## TASK DETAILS
Begin with the line that has "for n in 0..(MAX_PENDING_CANDIDATES". Give it and every line after it again, exactly, through the end of the entries below.

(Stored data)
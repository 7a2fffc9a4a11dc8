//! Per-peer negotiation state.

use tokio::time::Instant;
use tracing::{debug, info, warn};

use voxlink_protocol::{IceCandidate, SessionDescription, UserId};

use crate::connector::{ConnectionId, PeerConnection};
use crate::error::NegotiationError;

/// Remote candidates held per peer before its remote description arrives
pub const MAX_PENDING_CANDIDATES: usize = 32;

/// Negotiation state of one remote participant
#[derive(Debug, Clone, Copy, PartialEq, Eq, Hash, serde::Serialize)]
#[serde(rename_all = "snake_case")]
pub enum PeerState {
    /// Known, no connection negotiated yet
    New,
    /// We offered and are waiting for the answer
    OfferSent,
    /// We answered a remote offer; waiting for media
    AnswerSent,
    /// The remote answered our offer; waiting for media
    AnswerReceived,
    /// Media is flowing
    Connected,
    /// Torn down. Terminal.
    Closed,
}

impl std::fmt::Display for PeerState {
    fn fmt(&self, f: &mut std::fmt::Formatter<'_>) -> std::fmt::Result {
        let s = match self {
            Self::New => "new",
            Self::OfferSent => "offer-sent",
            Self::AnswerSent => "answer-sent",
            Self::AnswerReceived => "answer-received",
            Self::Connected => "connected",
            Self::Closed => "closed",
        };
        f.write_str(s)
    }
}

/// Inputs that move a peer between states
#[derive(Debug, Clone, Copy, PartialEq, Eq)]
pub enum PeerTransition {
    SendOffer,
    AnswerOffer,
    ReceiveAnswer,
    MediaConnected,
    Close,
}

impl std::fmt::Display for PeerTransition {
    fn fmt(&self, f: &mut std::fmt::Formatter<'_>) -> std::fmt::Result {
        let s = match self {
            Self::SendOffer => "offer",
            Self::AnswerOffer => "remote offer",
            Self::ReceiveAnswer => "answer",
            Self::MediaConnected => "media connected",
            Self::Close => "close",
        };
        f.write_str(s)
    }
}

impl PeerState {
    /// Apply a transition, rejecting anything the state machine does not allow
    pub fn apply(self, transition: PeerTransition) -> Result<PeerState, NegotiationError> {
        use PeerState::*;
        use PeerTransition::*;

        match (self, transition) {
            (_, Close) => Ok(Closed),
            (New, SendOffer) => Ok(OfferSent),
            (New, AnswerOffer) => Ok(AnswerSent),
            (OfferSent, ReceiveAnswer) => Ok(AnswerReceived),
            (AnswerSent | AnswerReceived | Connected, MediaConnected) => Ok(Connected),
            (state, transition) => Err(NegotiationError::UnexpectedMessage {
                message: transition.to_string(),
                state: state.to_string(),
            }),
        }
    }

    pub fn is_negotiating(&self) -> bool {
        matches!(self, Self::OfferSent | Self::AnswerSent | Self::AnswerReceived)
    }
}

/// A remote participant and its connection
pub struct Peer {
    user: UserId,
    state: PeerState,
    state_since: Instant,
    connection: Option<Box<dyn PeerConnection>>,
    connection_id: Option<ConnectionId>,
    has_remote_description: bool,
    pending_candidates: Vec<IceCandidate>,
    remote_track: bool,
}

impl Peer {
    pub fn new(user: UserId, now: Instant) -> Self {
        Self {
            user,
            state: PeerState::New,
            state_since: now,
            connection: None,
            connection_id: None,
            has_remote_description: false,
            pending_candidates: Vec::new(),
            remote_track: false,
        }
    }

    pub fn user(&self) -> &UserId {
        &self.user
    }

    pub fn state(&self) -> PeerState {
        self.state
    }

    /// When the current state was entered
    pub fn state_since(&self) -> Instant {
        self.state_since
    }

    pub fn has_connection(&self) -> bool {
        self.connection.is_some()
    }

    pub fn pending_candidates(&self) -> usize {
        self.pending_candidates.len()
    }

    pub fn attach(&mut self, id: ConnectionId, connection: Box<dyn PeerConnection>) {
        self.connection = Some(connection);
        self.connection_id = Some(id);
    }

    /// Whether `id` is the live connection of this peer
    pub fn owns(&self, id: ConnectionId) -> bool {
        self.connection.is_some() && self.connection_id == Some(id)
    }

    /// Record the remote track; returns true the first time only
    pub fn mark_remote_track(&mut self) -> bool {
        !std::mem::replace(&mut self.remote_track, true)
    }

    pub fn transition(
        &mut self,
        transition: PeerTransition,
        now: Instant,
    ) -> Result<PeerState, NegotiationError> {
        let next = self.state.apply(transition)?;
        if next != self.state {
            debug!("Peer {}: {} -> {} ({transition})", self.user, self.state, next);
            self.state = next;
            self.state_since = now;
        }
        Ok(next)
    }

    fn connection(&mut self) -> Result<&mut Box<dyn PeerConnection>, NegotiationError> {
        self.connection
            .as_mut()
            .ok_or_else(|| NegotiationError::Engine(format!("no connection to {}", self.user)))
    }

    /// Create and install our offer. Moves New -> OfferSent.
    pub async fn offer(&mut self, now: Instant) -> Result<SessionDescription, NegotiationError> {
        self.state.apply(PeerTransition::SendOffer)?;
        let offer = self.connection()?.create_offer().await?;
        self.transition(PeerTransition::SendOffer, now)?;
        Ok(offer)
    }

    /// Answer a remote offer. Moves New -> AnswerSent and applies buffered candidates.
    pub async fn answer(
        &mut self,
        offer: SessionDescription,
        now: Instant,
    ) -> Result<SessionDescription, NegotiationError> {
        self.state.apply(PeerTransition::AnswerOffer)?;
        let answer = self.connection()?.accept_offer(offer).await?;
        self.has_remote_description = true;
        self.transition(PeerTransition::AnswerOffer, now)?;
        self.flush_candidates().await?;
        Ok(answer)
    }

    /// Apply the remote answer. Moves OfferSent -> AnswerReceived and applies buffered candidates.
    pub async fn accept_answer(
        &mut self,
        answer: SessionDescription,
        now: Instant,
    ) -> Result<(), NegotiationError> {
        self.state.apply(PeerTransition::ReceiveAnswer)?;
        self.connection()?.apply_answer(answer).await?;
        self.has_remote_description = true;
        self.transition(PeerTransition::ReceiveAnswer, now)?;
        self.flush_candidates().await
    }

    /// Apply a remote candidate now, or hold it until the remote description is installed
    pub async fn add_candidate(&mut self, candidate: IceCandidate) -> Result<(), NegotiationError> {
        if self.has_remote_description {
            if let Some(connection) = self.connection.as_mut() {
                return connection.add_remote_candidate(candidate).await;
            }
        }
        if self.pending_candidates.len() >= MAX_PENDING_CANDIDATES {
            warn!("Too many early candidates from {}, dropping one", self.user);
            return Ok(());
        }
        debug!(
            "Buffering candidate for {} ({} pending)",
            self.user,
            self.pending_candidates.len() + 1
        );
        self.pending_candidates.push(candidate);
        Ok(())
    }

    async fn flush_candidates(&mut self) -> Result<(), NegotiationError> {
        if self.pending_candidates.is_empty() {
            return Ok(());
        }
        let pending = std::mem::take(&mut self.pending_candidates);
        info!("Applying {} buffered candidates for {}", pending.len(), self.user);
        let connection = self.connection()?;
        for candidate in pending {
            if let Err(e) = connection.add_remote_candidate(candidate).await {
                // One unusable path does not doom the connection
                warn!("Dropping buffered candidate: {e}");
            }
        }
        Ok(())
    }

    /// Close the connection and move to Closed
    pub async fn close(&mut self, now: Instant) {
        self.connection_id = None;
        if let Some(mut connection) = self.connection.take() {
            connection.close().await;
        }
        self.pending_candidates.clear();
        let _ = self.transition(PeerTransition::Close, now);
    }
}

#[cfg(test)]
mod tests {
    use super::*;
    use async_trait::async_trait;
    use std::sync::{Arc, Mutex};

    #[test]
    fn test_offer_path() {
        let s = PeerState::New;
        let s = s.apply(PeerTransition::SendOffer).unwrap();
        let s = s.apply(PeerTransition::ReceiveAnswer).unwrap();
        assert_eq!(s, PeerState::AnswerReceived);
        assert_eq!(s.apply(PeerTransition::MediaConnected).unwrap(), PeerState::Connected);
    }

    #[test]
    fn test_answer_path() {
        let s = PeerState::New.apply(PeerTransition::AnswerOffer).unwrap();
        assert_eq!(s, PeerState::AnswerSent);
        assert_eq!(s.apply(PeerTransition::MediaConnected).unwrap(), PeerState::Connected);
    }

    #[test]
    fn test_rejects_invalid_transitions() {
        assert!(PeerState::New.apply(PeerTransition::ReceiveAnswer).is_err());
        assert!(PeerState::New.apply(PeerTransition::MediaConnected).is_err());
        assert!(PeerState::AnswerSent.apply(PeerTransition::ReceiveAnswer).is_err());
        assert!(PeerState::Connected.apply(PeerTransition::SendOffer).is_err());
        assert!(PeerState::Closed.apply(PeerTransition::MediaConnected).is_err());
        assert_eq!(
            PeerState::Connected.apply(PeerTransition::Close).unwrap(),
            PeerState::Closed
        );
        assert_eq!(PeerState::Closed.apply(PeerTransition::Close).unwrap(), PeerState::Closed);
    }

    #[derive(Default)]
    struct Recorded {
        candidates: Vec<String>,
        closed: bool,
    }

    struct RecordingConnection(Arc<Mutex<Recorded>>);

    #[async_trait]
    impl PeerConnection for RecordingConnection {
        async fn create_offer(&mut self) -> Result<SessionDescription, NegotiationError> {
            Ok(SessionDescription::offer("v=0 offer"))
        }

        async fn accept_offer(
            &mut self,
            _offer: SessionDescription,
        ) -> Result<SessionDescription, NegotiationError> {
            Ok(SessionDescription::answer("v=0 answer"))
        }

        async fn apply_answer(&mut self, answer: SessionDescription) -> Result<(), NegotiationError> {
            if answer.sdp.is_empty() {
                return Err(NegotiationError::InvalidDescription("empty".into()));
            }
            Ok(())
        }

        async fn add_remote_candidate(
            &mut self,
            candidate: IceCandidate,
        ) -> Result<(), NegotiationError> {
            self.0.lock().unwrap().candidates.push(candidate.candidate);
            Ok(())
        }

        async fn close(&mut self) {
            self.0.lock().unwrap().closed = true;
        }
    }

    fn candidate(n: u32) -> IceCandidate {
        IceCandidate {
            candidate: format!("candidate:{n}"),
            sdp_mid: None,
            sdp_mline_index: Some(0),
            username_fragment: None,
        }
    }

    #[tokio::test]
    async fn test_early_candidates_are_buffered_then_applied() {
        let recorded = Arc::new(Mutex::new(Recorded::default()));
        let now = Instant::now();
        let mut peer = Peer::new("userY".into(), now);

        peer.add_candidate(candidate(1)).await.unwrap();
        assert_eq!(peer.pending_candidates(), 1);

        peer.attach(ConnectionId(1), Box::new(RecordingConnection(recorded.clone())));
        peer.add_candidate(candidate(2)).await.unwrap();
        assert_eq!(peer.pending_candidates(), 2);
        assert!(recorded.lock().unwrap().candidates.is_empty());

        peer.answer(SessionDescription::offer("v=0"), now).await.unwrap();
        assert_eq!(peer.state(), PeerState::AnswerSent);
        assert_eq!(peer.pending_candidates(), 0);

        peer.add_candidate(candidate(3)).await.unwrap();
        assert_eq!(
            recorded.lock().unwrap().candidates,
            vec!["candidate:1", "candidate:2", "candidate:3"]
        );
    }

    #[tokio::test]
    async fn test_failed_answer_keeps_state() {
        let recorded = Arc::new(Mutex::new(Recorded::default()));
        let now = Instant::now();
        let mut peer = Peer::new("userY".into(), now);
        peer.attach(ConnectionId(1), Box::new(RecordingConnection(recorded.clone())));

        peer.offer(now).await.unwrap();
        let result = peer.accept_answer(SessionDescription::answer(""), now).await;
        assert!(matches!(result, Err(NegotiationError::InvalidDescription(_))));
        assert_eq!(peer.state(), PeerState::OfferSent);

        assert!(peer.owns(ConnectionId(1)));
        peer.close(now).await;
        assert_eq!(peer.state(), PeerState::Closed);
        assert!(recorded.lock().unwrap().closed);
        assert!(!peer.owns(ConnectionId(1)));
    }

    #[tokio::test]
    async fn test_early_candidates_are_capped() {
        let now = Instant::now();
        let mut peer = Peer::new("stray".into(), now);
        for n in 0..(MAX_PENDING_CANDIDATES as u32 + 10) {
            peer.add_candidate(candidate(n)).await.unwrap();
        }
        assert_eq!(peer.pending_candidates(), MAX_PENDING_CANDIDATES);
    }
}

## ANSWER
        for n in 0..(MAX_PENDING_CANDIDATES as u32 + 10) {
            peer.add_candidate(candidate(n)).await.unwrap();
        }
        assert_eq!(peer.pending_candidates(), MAX_PENDING_CANDIDATES);
    }
}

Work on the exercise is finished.